Exercise aim: Within the material below, locate the line with "pub struct ScenarioDetail" and the line with "ScriptRepository>, session: Arc<SessionManager>)", then return those two lines and all lines between them, exactly as written.

Task inputs:

use anyhow::{Context, Result};
use speakup_application::AppContext;

use super::Output;

pub async fn login(context: &AppContext, out: &Output, email: &str, password: &str) -> Result<()> {
    let payload = context
        .session()
        .login(email, password)
        .await
        .context("Login failed")?;
    out.emit(&payload.identity, |identity| {
        println!("Signed in as {} <{}>", identity.name, identity.email);
    })
}

pub async fn register(
    context: &AppContext,
    out: &Output,
    name: &str,
    email: &str,
    password: &str,
) -> Result<()> {
    let payload = context
        .session()
        .register(name, email, password)
        .await
        .context("Registration failed")?;
    out.emit(&payload.identity, |identity| {
        println!("Welcome, {}! You are signed in.", identity.name);
    })
}

pub async fn logout(context: &AppContext) {
    let was_signed_in = context.session().is_authenticated();
    context.session().logout().await;
    if was_signed_in {
        println!("Signed out.");
    } else {
        println!("Nobody was signed in.");
    }
}

pub fn whoami(context: &AppContext, out: &Output) -> Result<()> {
    match context.session().identity() {
        Some(identity) => out.emit(&identity, |identity| {
            println!("{} <{}> ({})", identity.name, identity.email, identity.id);
        }),
        None => {
            println!("Not signed in.");
            Ok(())
        }
    }
}
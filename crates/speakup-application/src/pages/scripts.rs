//! Script pages: scenario detail, saved scripts and the quick-help
//! generator.

use async_trait::async_trait;
use speakup_core::content::{
    CollectionSource, ContentRepository, Filter, GeneratedScript, Scenario, Script,
    ScriptRepository, ScriptRequest, Tone,
};
use speakup_core::{Result, SpeakupError};
use std::sync::Arc;

use crate::collection::{CollectionView, FetchOutcome};
use crate::session::SessionManager;

/// A scenario with the scripts written for it.
#[derive(Debug, Clone, PartialEq)]
pub struct ScenarioDetail {
    pub scenario: Scenario,
    pub scripts: Vec<Script>,
}

impl ScenarioDetail {
    /// Fetches the scenario and its scripts concurrently.
    pub async fn load(
        scenarios: &dyn ContentRepository<Scenario>,
        scripts: &dyn ScriptRepository,
        scenario_id: &str,
    ) -> Result<Self> {
        let (scenario, scripts) = tokio::try_join!(
            scenarios.find_by_id(scenario_id),
            scripts.for_scenario(scenario_id),
        )?;
        Ok(Self { scenario, scripts })
    }
}

/// `GET /scripts/saved`, which ignores the filter.
struct SavedScriptSource(Arc<dyn ScriptRepository>);

#[async_trait]
impl CollectionSource<Script> for SavedScriptSource {
    async fn fetch(&self, _filter: &Filter) -> Result<Vec<Script>> {
        self.0.saved().await
    }
}

/// The signed-in user's saved scripts.
pub struct SavedScripts {
    view: CollectionView<Script>,
    scripts: Arc<dyn ScriptRepository>,
    session: Arc<SessionManager>,
}

impl SavedScripts {
    pub fn new(scripts: Arc<dyn ScriptRepository>, session: Arc<SessionManager>) -> Self {
        let source = Arc::new(SavedScriptSource(scripts.clone()));
        Self {
            view: CollectionView::new(source),
            scripts,
            session,
        }
    }

    pub fn view(&self) -> &CollectionView<Script> {
        &self.view
    }

    pub async fn load(&self) -> Result<FetchOutcome> {
        self.session.require_authenticated()?;
        self.view.load().await
    }

    pub async fn save(&self, script_id: &str) -> Result<()> {
        self.session.require_authenticated()?;
        self.scripts.save(script_id).await?;
        tracing::debug!(script_id, "script saved");
        Ok(())
    }

    /// Removes `script_id` from the list at once; it reappears if the
    /// server refuses.
    pub async fn unsave(&self, script_id: &str) -> Result<()> {
        self.session.require_authenticated()?;
        self.view
            .remove_optimistic(script_id, || self.scripts.unsave(script_id))
            .await
    }

    pub fn close(&self) {
        self.view.close();
    }
}

/// Quick-help script generation.
pub struct ScriptGenerator {
    scripts: Arc<dyn ScriptRepository>,
}

impl ScriptGenerator {
    pub fn new(scripts: Arc<dyn ScriptRepository>) -> Self {
        Self { scripts }
    }

    /// # Errors
    ///
    /// `Validation` without a request for a blank situation or an unknown
    /// tone.
    pub async fn generate(&self, situation: &str, tone: &str) -> Result<GeneratedScript> {
        let situation = situation.trim();
        if situation.is_empty() {
            return Err(SpeakupError::validation("Describe the situation first"));
        }
        let tone: Tone = tone.parse().map_err(SpeakupError::validation)?;
        self.scripts
            .generate(&ScriptRequest {
                situation: situation.to_string(),
                tone,
            })
            .await
    }
}
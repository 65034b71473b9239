//! Session domain module.
//!
//! # Module Structure
//!
//! - `model`: the session snapshot and its status enum
//! - `token`: the bearer-token cell shared with the HTTP layer, token
//!   persistence and the 401 hook
//! - `api`: the authentication endpoints consumed by the session manager

mod api;
mod model;
mod token;

pub use api::AuthApi;
pub use model::{Session, SessionStatus};
pub use token::{BearerToken, TOKEN_KEY, TokenStore, UnauthorizedHook};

Response box:
pub struct ScenarioDetail {
    pub scenario: Scenario,
    pub scripts: Vec<Script>,
}

impl ScenarioDetail {
    /// Fetches the scenario and its scripts concurrently.
    pub async fn load(
        scenarios: &dyn ContentRepository<Scenario>,
        scripts: &dyn ScriptRepository,
        scenario_id: &str,
    ) -> Result<Self> {
        let (scenario, scripts) = tokio::try_join!(
            scenarios.find_by_id(scenario_id),
            scripts.for_scenario(scenario_id),
        )?;
        Ok(Self { scenario, scripts })
    }
}

/// `GET /scripts/saved`, which ignores the filter.
struct SavedScriptSource(Arc<dyn ScriptRepository>);

#[async_trait]
impl CollectionSource<Script> for SavedScriptSource {
    async fn fetch(&self, _filter: &Filter) -> Result<Vec<Script>> {
        self.0.saved().await
    }
}

/// The signed-in user's saved scripts.
pub struct SavedScripts {
    view: CollectionView<Script>,
    scripts: Arc<dyn ScriptRepository>,
    session: Arc<SessionManager>,
}

impl SavedScripts {
    pub fn new(scripts: Arc<dyn ScriptRepository>, session: Arc<SessionManager>) -> Self {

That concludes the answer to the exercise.